Wish you were here… Year in Practice students send postcards home

Postcards from Year in Practice students

Year in Practice students from the Department of Landscape have been getting in touch with details of their experiences on placement.

The ‘postcard home’ allows students on their year out to reflect on what they have learned in their time working in Landscape Architectural practices and helps current undergraduates with their applications to future placements.

32 students are currently undertaking their Year in Practice in positions in practices in the UK and abroad.

Writing from the Netherlands, Grace Ruddick said: “I'm in Rotterdam at a smallish office called LOLA Landscape Architects. They work on derelict landscapes and so far I have worked on a prison in Amsterdam to become housing, a zoo in Emmen to become a park, a housing project in Rotterdam and some army barracks in Bandirma, Turkey.”

“I have learnt many things including Illustrator wizardry and AutoCAD, to pronounce AutoCAD as ‘owtoe cad’, to say ‘jpeg’ from the throat, how to use a cheese cutter and eat cheese for breakfast, cycle with pedal brakes, ice skate, salsa dance, to speak international English (‘super cool’) as well as a small amount of Dutch.”

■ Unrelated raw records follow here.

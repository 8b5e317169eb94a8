//! Unit tests for qualifier names

use tether_domain::value_objects::Name;

#[test]
fn test_any_is_compatible_with_everything() {
    let any = Name::any();

    assert!(any.is_any());
    assert!(any.is_compatible_with(&Name::named("foo")));
    assert!(any.is_compatible_with(&Name::default_name()));
    assert!(Name::named("foo").is_compatible_with(&any));
}

#[test]
fn test_concrete_names() {
    assert!(Name::named("foo").is_compatible_with(&Name::named("foo")));
    assert!(!Name::named("foo").is_compatible_with(&Name::named("bar")));
    assert!(!Name::default_name().is_compatible_with(&Name::named("foo")));
}

#[test]
fn test_patterns() {
    let pattern = Name::named("disk:*");

    assert!(pattern.is_pattern());
    assert!(!Name::any().is_pattern());
    assert!(pattern.is_compatible_with(&Name::named("disk:cache")));
    assert!(Name::named("disk:cache").is_compatible_with(&pattern));
    assert!(!pattern.is_compatible_with(&Name::named("memory:cache")));
    assert!(Name::named("a*c*e").is_compatible_with(&Name::named("abcde")));
    assert!(!Name::named("a*c*e").is_compatible_with(&Name::named("abcd")));
}

#[test]
fn test_namespace() {
    let name = Name::in_namespace("disk", "cache");

    assert_eq!(name.as_str(), "disk:cache");
    assert_eq!(name.namespace(), Some("disk"));
    assert_eq!(name.value(), "cache");
    assert_eq!(Name::named("plain").namespace(), None);
    assert_eq!(Name::named("plain").value(), "plain");
}

#[test]
fn test_qualification() {
    let concrete = Name::named("disk:cache");
    let short = Name::named("d*");
    let long = Name::named("disk:*");
    let any = Name::any();

    assert!(concrete.more_qualified_than(&long));
    assert!(long.more_qualified_than(&short));
    assert!(short.more_qualified_than(&any));
    assert!(!any.more_qualified_than(&concrete));
    assert!(!concrete.more_qualified_than(&Name::named("other")));

    assert_eq!(concrete.qualification_rank(), 0);
    assert_eq!(long.qualification_rank(), 1);
    assert_eq!(any.qualification_rank(), 2);
}

#[test]
fn test_default() {
    assert!(Name::default().is_default());
    assert_eq!(Name::default(), Name::default_name());
    assert_eq!(Name::from("x"), Name::named("x"));
}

The Year in Practice is taken during the fourth year of undergraduate landscape degrees.

It helps students to gain valuable professional experience and is a requirement of the Landscape Institute’s pathway to become chartered Landscape Architects.

Students return for a fifth year in the department to complete their ‘integrated masters’ MLA.

Based at Ares Landscape Architects, Emily James said: “during the first month of my Year in Practice I worked on a few projects for social and health care provider, Care UK. It was really interesting to watch the process of spatial planning happen with feedback from a client and to understand why designs were unsuccessful. This was a new type of landscape that I haven’t experienced at university. I particularly enjoyed the research into sensory planting and dementia design guidelines.”

Thom White, Academic lead on the Year in Practice, says “we see this as an integral part of the whole process of becoming a Landscape Architect. The ‘postcard home’ is a fun way of students keeping in touch with us and a simple way of us making sure our students are okay out there and are getting the right experience to continue their progress in this vocation.”